**PROVIDED RECORDS**
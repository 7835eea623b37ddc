//! Edits against an existing breakdown.
//!
//! A free-text query is interpreted (by the oracle) into an [`EditPlan`]: a
//! list of add/update/delete/move operations addressed by [`ItemRef`]. The
//! plan is applied all-or-nothing by [`apply_edit`].

mod apply;
mod envelope;

pub use apply::{apply_edit, EditStage};
pub use envelope::EditEnvelope;

use serde::{Deserialize, Serialize};
use serde_json::{Map, Value};
use std::fmt;

use crate::model::work_item::ItemId;

/// Points at one task or sub-task. `id` wins when present; otherwise
/// `summary` (and `parent` for sub-tasks) is matched case-insensitively.
#[derive(Debug, Clone, PartialEq, Serialize, Deserialize)]
pub struct ItemRef {
    #[serde(default, skip_serializing_if = "Option::is_none")]
    pub id: Option<ItemId>,
    pub summary: String,
    #[serde(default, skip_serializing_if = "Option::is_none")]
    pub parent: Option<String>,
}

#[cfg(test)]
impl ItemRef {
    pub fn summary(summary: impl Into<String>) -> Self {
        Self {
            id: None,
            summary: summary.into(),
            parent: None,
        }
    }

    pub fn under(mut self, parent: impl Into<String>) -> Self {
        self.parent = Some(parent.into());
        self
    }
}

impl fmt::Display for ItemRef {
    fn fmt(&self, f: &mut fmt::Formatter<'_>) -> fmt::Result {
        write!(f, "'{}'", self.summary)?;
        if let Some(parent) = &self.parent {
            write!(f, " under '{parent}'")?;
        }
        if let Some(id) = &self.id {
            write!(f, " (id {id})")?;
        }
        Ok(())
    }
}

#[derive(Debug, Clone, PartialEq, Serialize, Deserialize)]
#[serde(tag = "op", rename_all = "snake_case")]
pub enum EditOp {
    /// New task (into `container` on sprint/release boards) or, with
    /// `parent`, a new sub-task.
    Add {
        #[serde(default, skip_serializing_if = "Option::is_none")]
        parent: Option<ItemRef>,
        #[serde(default, skip_serializing_if = "Option::is_none")]
        container: Option<String>,
        item: Map<String, Value>,
    },
    Update {
        target: ItemRef,
        fields: Map<String, Value>,
    },
    /// Deleting a task that still has sub-tasks needs `cascade` or `reassign_to`.
    Delete {
        target: ItemRef,
        #[serde(default)]
        cascade: bool,
        #[serde(default, skip_serializing_if = "Option::is_none")]
        reassign_to: Option<ItemRef>,
    },
    /// With `to_parent` the target becomes a sub-task of it; without, it
    /// becomes a top-level task (in `container` if given).
    Move {
        target: ItemRef,
        #[serde(default, skip_serializing_if = "Option::is_none")]
        to_parent: Option<ItemRef>,
        #[serde(default, skip_serializing_if = "Option::is_none")]
        container: Option<String>,
    },
}

#[derive(Debug, Clone, Default, PartialEq, Serialize, Deserialize)]
pub struct EditPlan {
    pub operations: Vec<EditOp>,
}

/// What the oracle made of a query.
#[derive(Debug, Clone, PartialEq)]
pub enum Interpretation {
    Plan(EditPlan),
    Refused(String),
}

#[derive(Deserialize)]
struct InterpretationReply {
    success: bool,
    #[serde(default)]
    operations: Vec<EditOp>,
    #[serde(default)]
    error: Option<String>,
}

/// Decode the oracle's reply to an edit instruction.
pub fn interpret_reply(reply: Value) -> Result<Interpretation, serde_json::Error> {
    let reply: InterpretationReply = serde_json::from_value(reply)?;
    if reply.success {
        Ok(Interpretation::Plan(EditPlan {
            operations: reply.operations,
        }))
    } else {
        Ok(Interpretation::Refused(reply.error.unwrap_or_else(|| {
            "the edit request could not be interpreted".to_string()
        })))
    }
}

#[cfg(test)]
mod tests {
    use super::*;
    use serde_json::json;

    #[test]
    fn decodes_operation_plan() {
        let reply = json!({
            "success": true,
            "operations": [
                {"op": "add", "parent": {"summary": "BE: Auth"}, "item": {"summary": "BE: Password reset"}},
                {"op": "update", "target": {"summary": "FE: Login", "id": "abc123"}, "fields": {"priority": "High"}},
                {"op": "delete", "target": {"summary": "Old", "parent": "BE: Auth"}, "cascade": true},
                {"op": "move", "target": {"summary": "FE: Form"}, "to_parent": {"summary": "FE: Login"}}
            ]
        });
        let Interpretation::Plan(plan) = interpret_reply(reply).unwrap() else {
            panic!("expected a plan");
        };
        assert_eq!(plan.operations.len(), 4);
        assert!(matches!(
            &plan.operations[0],
            EditOp::Add { parent: Some(p), container: None, .. } if p.summary == "BE: Auth"
        ));
        assert!(matches!(
            &plan.operations[1],
            EditOp::Update { target, .. } if target.id == Some(ItemId::Text("abc123".into()))
        ));
        assert!(matches!(
            &plan.operations[2],
            EditOp::Delete { cascade: true, reassign_to: None, .. }
        ));
        assert!(matches!(&plan.operations[3], EditOp::Move { to_parent: Some(_), .. }));
    }

    #[test]
    fn decodes_refusal() {
        let reply = json!({"success": false, "error": "The query is too ambiguous."});
        assert_eq!(
            interpret_reply(reply).unwrap(),
            Interpretation::Refused("The query is too ambiguous.".into())
        );
    }

    #[test]
    fn unknown_operation_is_an_error() {
        let reply = json!({"success": true, "operations": [{"op": "rename", "target": {"summary": "x"}}]});
        assert!(interpret_reply(reply).is_err());
    }

    #[test]
    fn item_ref_display() {
        let r = ItemRef::summary("Write tests").under("BE: Auth");
        assert_eq!(r.to_string(), "'Write tests' under 'BE: Auth'");
    }
}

**WHAT IS BEING ASKED**
Search term "ambiguous": return each line of the data that contains it.

**ANSWER BELOW**
        let reply = json!({"success": false, "error": "The query is too ambiguous."});
            Interpretation::Refused("The query is too ambiguous.".into())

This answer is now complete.